State v. Jackson
2014 Ohio 2648
Ohio Ct. App.2014Background
- Michael Jackson was convicted by a jury of rape and unlawful sexual conduct with a minor; sentenced to four years on each count to run concurrently.
- On direct appeal this court vacated the "furthermore" finding and concluded the two offenses were allied; remanded for resentencing (State v. Jackson, "Jackson I").
- The Ohio Supreme Court accepted review and remanded for reconsideration under State v. Johnson; on further review this court again found the offenses allied and ordered resentencing ("Jackson II").
- Jackson completed his original four-year sentence and was released before the trial court held the ordered resentencing hearing.

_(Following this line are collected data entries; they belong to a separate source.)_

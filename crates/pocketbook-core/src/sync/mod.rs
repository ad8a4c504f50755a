//! Snapshot sync between the local store and the remote record
//!
//! ## Protocol
//!
//! 1. On login, pull; if that changed local data, reload once and pull again
//! 2. Push the local snapshot so the remote matches this device
//! 3. Steady state: pull and push on independent tickers
//!
//! Conflicts are resolved last-writer-wins on whole snapshots.
//!
//! ## Usage
//!
//! ```ignore
//! let engine = Arc::new(SyncEngine::new(local, remote, throttle));
//! let mut handle = spawn_sync_task(engine, identity.subscribe(), RuntimeOptions::default());
//! while let Some(event) = handle.event_rx.recv().await {
//!     // react to Reload / RefreshSuggested
//! }
//! ```

mod engine;
mod runtime;

pub use engine::{BootstrapOutcome, PullOutcome, PushOutcome, SkipReason, SyncEngine};
pub use runtime::{
    disabled_handle, spawn_sync_task, RuntimeOptions, SyncCommand, SyncEvent, SyncHandle,
    SyncPhase,
};
//! Synced payloads and remote records
//!
//! A payload is a snapshot of the synced keys. Values are serialized JSON
//! documents owned by the budget/stock/bank screens; they are compared and
//! copied as plain strings and never parsed here.

use std::collections::BTreeMap;

use chrono::{DateTime, Utc};
use serde::{Deserialize, Serialize};
use sha2::{Digest, Sha256};

use crate::identity::UserId;

/// Snapshot of synced keys to their opaque string values
#[derive(Debug, Clone, Default, PartialEq, Eq, Serialize, Deserialize)]
#[serde(transparent)]
pub struct SyncedPayload(BTreeMap<String, String>);

impl SyncedPayload {
    pub fn new() -> Self {
        Self::default()
    }

    pub fn get(&self, key: &str) -> Option<&str> {
        self.0.get(key).map(String::as_str)
    }

    pub fn insert(&mut self, key: impl Into<String>, value: impl Into<String>) {
        self.0.insert(key.into(), value.into());
    }

    pub fn len(&self) -> usize {
        self.0.len()
    }

    pub fn is_empty(&self) -> bool {
        self.0.is_empty()
    }

    pub fn keys(&self) -> impl Iterator<Item = &str> {
        self.0.keys().map(String::as_str)
    }

    pub fn iter(&self) -> impl Iterator<Item = (&str, &str)> {
        self.0.iter().map(|(k, v)| (k.as_str(), v.as_str()))
    }

    /// Drop every key outside `keys`
    pub fn restricted_to(mut self, keys: &[String]) -> Self {
        self.0.retain(|k, _| keys.iter().any(|allowed| allowed == k));
        self
    }

    /// SHA-256 of the canonical serialization, lowercase hex
    ///
    /// The map is key-ordered, so equal payloads always hash equally.
    pub fn digest(&self) -> String {
        let mut hasher = Sha256::new();
        for (key, value) in &self.0 {
            // Length prefixes keep ("ab","c") and ("a","bc") apart
            hasher.update((key.len() as u64).to_le_bytes());
            hasher.update(key.as_bytes());
            hasher.update((value.len() as u64).to_le_bytes());
            hasher.update(value.as_bytes());
        }
        format!("{:x}", hasher.finalize())
    }
}

impl<K: Into<String>, V: Into<String>> FromIterator<(K, V)> for SyncedPayload {
    fn from_iter<I: IntoIterator<Item = (K, V)>>(iter: I) -> Self {
        Self(
            iter.into_iter()
                .map(|(k, v)| (k.into(), v.into()))
                .collect(),
        )
    }
}

/// The single remote record held for one identity
#[derive(Debug, Clone, PartialEq, Eq, Serialize, Deserialize)]
pub struct RemoteRecord {
    pub user_id: UserId,
    pub payload: SyncedPayload,
    pub updated_at: DateTime<Utc>,
}

#[cfg(test)]
mod tests {
    use super::*;
    use crate::keys::synced_keys;

    #[test]
    fn test_digest_is_order_independent() {
        let a: SyncedPayload = [("watchlist", "[]"), ("bankAccounts", "[1]")]
            .into_iter()
            .collect();
        let b: SyncedPayload = [("bankAccounts", "[1]"), ("watchlist", "[]")]
            .into_iter()
            .collect();
        assert_eq!(a.digest(), b.digest());
    }

    #[test]
    fn test_digest_changes_with_content() {
        let a: SyncedPayload = [("bankAccounts", "v1")].into_iter().collect();
        let b: SyncedPayload = [("bankAccounts", "v2")].into_iter().collect();
        assert_ne!(a.digest(), b.digest());
        assert_eq!(a.digest().len(), 64);
    }

    #[test]
    fn test_digest_key_value_boundaries() {
        let a: SyncedPayload = [("ab", "c")].into_iter().collect();
        let b: SyncedPayload = [("a", "bc")].into_iter().collect();
        assert_ne!(a.digest(), b.digest());
    }

    #[test]
    fn test_restricted_to_synced_keys() {
        let payload: SyncedPayload = [
            ("stockPortfolio", "{}"),
            ("exchangeRate", "1350"),
            ("lastAutoReloadAt", "2026-01-01T00:00:00Z"),
        ]
        .into_iter()
        .collect();

        let restricted = payload.restricted_to(&synced_keys());
        assert_eq!(restricted.len(), 1);
        assert_eq!(restricted.get("stockPortfolio"), Some("{}"));
        assert!(restricted.get("exchangeRate").is_none());
    }

    #[test]
    fn test_serializes_as_plain_object() {
        let payload: SyncedPayload = [("watchlist", "[\"AAPL\"]")].into_iter().collect();
        let json = serde_json::to_string(&payload).unwrap();
        assert_eq!(json, r#"{"watchlist":"[\"AAPL\"]"}"#);

        let parsed: SyncedPayload = serde_json::from_str(&json).unwrap();
        assert_eq!(parsed, payload);
    }
}
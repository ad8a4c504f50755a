//! Pocketbook Core Library
//!
//! Cloud sync for the pocketbook personal finance app. Each signed-in user
//! has one remote record holding a snapshot of the synced local keys;
//! every device pulls and pushes that snapshot so they converge.
//!
//! # Architecture
//!
//! - **Local store**: device-local string key/value pairs, the app's
//!   working copy
//! - **Remote store**: one record per user (hosted REST table or shared
//!   SQLite file)
//! - **Sync engine**: pull/push with digest de-duplication and a throttled
//!   reload when remote data lands
//!
//! # Quick Start
//!
//! ```text
//! let context = SyncContext::open()?;
//! context.identity().request_login_link("me@example.com").await?;
//!
//! let engine = context.engine()?;
//! engine.bootstrap(&user_id, true).await?;
//! ```
//!
//! # Modules
//!
//! - `context`: wiring from configuration (main entry point)
//! - `sync`: engine and background task
//! - `local`, `remote`: the two stores
//! - `identity`: login providers
//! - `session`: per-login state and the reload throttle
//! - `keys`, `payload`: the synced key set and snapshots
//! - `config`: application configuration

pub mod config;
pub mod context;
pub mod error;
pub mod events;
pub mod focus;
pub mod identity;
pub mod keys;
pub mod local;
pub mod payload;
pub mod remote;
pub mod session;
pub mod sync;

pub use config::{Backend, Config};
pub use context::SyncContext;
pub use error::{SyncError, SyncResult};
pub use events::{ChangeBus, ChangeEvent};
pub use identity::{EmailLinkProvider, IdentityProvider, LocalIdentityProvider, UserId};
pub use local::{FileLocalStore, LocalStore, MemoryLocalStore};
pub use payload::{RemoteRecord, SyncedPayload};
pub use remote::{MemoryRemoteStore, RemoteStore, RestRemoteStore, SqliteRemoteStore};
pub use session::{ReloadDecision, ReloadThrottle, SyncSession};
pub use sync::{
    BootstrapOutcome, PullOutcome, PushOutcome, SyncCommand, SyncEngine, SyncEvent, SyncHandle,
    SyncPhase,
};
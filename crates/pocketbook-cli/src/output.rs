//! Output formatting for CLI
//!
//! Provides consistent output formatting across all commands:
//! - Human-readable default output
//! - JSON output (--json flag)
//! - Quiet mode for scripting (--quiet flag)

use serde_json::Value;

/// Output format options
#[derive(Debug, Clone, Copy, PartialEq, Eq)]
pub enum OutputFormat {
    /// Human-readable output (default)
    Human,
    /// JSON output
    Json,
    /// Quiet mode - minimal output
    Quiet,
}

impl OutputFormat {
    /// Create format from CLI flags
    pub fn from_flags(json: bool, quiet: bool) -> Self {
        if quiet {
            OutputFormat::Quiet
        } else if json {
            OutputFormat::Json
        } else {
            OutputFormat::Human
        }
    }
}

/// Output helper for consistent formatting
pub struct Output {
    /// The output format
    pub format: OutputFormat,
}

impl Output {
    pub fn new(format: OutputFormat) -> Self {
        Self { format }
    }

    pub fn is_json(&self) -> bool {
        matches!(self.format, OutputFormat::Json)
    }

    /// Print a JSON document (JSON mode only)
    pub fn json(&self, value: &Value) {
        if self.is_json() {
            println!("{}", value);
        }
    }

    /// Print a success message
    pub fn success(&self, message: &str) {
        match self.format {
            OutputFormat::Human => println!("✓ {}", message),
            OutputFormat::Json => {
                println!(
                    "{}",
                    serde_json::json!({"status": "success", "message": message})
                );
            }
            OutputFormat::Quiet => {}
        }
    }

    /// Print a warning; shown even in quiet mode
    pub fn warning(&self, message: &str) {
        match self.format {
            OutputFormat::Json => {
                println!(
                    "{}",
                    serde_json::json!({"status": "warning", "message": message})
                );
            }
            OutputFormat::Human | OutputFormat::Quiet => eprintln!("⚠ {}", message),
        }
    }

    /// Print an informational message
    pub fn message(&self, msg: &str) {
        match self.format {
            OutputFormat::Human => println!("{}", msg),
            OutputFormat::Json => {
                println!("{}", serde_json::json!({"message": msg}));
            }
            OutputFormat::Quiet => {}
        }
    }
}

/// Truncate a string to max length, adding "..." if truncated
pub fn truncate(s: &str, max_len: usize) -> String {
    if s.chars().count() <= max_len {
        s.to_string()
    } else {
        let kept: String = s.chars().take(max_len.saturating_sub(3)).collect();
        format!("{}...", kept)
    }
}

#[cfg(test)]
mod tests {
    use super::*;

    #[test]
    fn test_format_from_flags() {
        assert_eq!(OutputFormat::from_flags(false, false), OutputFormat::Human);
        assert_eq!(OutputFormat::from_flags(true, false), OutputFormat::Json);
        assert_eq!(OutputFormat::from_flags(false, true), OutputFormat::Quiet);
        // Quiet takes precedence
        assert_eq!(OutputFormat::from_flags(true, true), OutputFormat::Quiet);
    }

    #[test]
    fn test_truncate() {
        assert_eq!(truncate("short", 10), "short");
        assert_eq!(truncate("this is a long string", 10), "this is...");
        assert_eq!(truncate("₩1,000,000 원", 8), "₩1,00...");
    }
}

- At the September 16, 2013 resentencing, the trial court reimposed the four-year term and added five years of postrelease control; Jackson appealed the postrelease-control imposition.
Issues
| Issue | Plaintiff's Argument | Defendant's Argument | Held |
|---|---|---|---|
| Whether trial court could impose postrelease control at resentencing after defendant had already completed his sentence | State: resentencing could correct earlier sentencing errors, including postrelease control | Jackson: court lost authority to impose postrelease control after sentence was fully served | Court: once sentence carrying postrelease control has been served, resentencing cannot impose or correct postrelease control; trial court erred and must vacate postrelease control |
Key Cases Cited
- State v. Bloomer, 909 N.E.2d 1254 (Ohio 2009) (once sentence served, court lacks authority to impose postrelease control at resentencing)
- State v. Johnson, 942 N.E.2d 1061 (Ohio 2010) (framework for analyzing allied offenses of similar import)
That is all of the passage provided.